### Task requirements
Nothing but the lines below between the line holding "has no parent" and the line holding "if let Some(path) = package.path", inclusive, should appear in the answer, each set down exactly.
(Supplied records Opens)
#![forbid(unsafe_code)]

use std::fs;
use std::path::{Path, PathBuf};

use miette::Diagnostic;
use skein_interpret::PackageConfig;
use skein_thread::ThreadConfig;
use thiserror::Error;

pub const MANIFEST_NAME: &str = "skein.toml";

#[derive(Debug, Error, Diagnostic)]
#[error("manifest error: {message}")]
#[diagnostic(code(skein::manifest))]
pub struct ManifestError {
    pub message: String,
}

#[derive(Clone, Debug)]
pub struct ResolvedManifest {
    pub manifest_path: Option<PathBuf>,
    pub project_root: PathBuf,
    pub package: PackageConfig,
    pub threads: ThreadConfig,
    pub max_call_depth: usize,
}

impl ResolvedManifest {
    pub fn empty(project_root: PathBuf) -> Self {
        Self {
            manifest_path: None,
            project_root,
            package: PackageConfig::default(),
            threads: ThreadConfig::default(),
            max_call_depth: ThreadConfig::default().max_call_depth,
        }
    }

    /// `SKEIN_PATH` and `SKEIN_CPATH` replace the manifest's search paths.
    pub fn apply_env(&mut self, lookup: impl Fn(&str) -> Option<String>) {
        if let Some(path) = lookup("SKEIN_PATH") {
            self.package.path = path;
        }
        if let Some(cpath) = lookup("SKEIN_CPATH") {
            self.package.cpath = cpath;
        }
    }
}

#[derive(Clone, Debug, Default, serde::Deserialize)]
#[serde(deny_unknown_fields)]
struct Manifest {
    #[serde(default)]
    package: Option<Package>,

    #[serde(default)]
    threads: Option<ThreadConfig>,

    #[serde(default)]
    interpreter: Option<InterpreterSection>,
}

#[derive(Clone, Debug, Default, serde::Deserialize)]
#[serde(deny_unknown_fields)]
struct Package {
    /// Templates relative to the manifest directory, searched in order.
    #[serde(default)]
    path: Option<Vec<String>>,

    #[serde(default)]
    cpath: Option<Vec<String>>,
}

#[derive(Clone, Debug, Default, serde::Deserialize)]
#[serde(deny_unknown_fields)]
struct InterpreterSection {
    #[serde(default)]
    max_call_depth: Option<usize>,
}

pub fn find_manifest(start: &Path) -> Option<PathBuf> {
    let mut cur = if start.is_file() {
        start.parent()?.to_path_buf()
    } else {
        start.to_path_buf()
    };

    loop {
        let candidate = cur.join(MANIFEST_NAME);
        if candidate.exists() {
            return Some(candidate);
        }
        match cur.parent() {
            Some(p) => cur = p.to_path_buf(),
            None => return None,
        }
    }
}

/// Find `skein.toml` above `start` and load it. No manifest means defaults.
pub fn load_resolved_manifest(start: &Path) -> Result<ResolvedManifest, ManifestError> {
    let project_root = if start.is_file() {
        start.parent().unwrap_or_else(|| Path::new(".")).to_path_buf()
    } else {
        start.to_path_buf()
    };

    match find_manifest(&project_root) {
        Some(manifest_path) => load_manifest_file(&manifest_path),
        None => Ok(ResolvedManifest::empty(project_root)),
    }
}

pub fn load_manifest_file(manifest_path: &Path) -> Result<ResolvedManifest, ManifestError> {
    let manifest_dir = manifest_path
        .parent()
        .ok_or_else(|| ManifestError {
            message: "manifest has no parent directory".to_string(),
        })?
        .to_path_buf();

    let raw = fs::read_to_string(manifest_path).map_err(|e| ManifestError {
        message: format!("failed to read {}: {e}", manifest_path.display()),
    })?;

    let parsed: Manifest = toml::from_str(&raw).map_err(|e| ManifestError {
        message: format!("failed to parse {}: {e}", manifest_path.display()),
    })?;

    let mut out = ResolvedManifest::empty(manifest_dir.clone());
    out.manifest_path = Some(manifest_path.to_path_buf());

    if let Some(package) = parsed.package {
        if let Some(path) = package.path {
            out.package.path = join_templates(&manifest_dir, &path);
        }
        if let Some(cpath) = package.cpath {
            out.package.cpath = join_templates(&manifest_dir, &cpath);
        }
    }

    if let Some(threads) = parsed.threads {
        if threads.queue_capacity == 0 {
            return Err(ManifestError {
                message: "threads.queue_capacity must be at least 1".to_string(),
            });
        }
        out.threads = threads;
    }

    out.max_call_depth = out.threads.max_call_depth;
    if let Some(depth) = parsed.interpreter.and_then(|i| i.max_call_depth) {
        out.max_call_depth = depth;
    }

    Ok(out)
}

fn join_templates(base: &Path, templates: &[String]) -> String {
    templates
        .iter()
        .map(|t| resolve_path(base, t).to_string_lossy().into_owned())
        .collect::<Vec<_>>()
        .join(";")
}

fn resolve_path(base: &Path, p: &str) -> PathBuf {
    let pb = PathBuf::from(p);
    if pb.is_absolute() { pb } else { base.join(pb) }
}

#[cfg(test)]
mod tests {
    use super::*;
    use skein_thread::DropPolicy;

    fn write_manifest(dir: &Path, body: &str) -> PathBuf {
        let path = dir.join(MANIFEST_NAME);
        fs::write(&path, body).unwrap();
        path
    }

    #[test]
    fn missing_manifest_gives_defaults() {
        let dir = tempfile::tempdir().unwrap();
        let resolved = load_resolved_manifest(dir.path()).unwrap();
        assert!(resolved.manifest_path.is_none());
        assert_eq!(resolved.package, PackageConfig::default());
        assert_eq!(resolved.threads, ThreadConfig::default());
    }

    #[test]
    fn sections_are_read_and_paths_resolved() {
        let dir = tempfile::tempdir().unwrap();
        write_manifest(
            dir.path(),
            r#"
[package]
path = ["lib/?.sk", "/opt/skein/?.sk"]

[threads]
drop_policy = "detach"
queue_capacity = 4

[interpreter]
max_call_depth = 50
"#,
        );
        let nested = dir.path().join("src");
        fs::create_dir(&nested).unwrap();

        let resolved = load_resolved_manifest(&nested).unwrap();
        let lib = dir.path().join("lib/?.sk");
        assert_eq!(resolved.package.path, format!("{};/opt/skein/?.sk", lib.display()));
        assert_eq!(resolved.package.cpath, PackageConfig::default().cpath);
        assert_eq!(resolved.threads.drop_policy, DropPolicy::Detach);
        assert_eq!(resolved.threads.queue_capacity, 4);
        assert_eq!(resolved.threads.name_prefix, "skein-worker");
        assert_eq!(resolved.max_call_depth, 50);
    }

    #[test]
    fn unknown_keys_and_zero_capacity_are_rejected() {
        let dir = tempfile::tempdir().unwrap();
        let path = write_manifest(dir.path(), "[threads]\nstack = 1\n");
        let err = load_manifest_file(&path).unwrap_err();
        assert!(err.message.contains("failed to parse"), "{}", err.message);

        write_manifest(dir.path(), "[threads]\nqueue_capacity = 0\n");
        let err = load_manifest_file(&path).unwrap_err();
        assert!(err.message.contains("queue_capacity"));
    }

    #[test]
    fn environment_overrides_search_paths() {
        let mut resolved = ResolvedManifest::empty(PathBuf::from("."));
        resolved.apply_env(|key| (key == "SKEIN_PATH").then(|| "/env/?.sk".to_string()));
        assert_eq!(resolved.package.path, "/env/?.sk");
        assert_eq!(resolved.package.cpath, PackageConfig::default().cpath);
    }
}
(Supplied records Closes)
### Solution for this task
            message: "manifest has no parent directory".to_string(),
        })?
        .to_path_buf();

    let raw = fs::read_to_string(manifest_path).map_err(|e| ManifestError {
        message: format!("failed to read {}: {e}", manifest_path.display()),
    })?;

    let parsed: Manifest = toml::from_str(&raw).map_err(|e| ManifestError {
        message: format!("failed to parse {}: {e}", manifest_path.display()),
    })?;

    let mut out = ResolvedManifest::empty(manifest_dir.clone());
    out.manifest_path = Some(manifest_path.to_path_buf());

    if let Some(package) = parsed.package {
        if let Some(path) = package.path {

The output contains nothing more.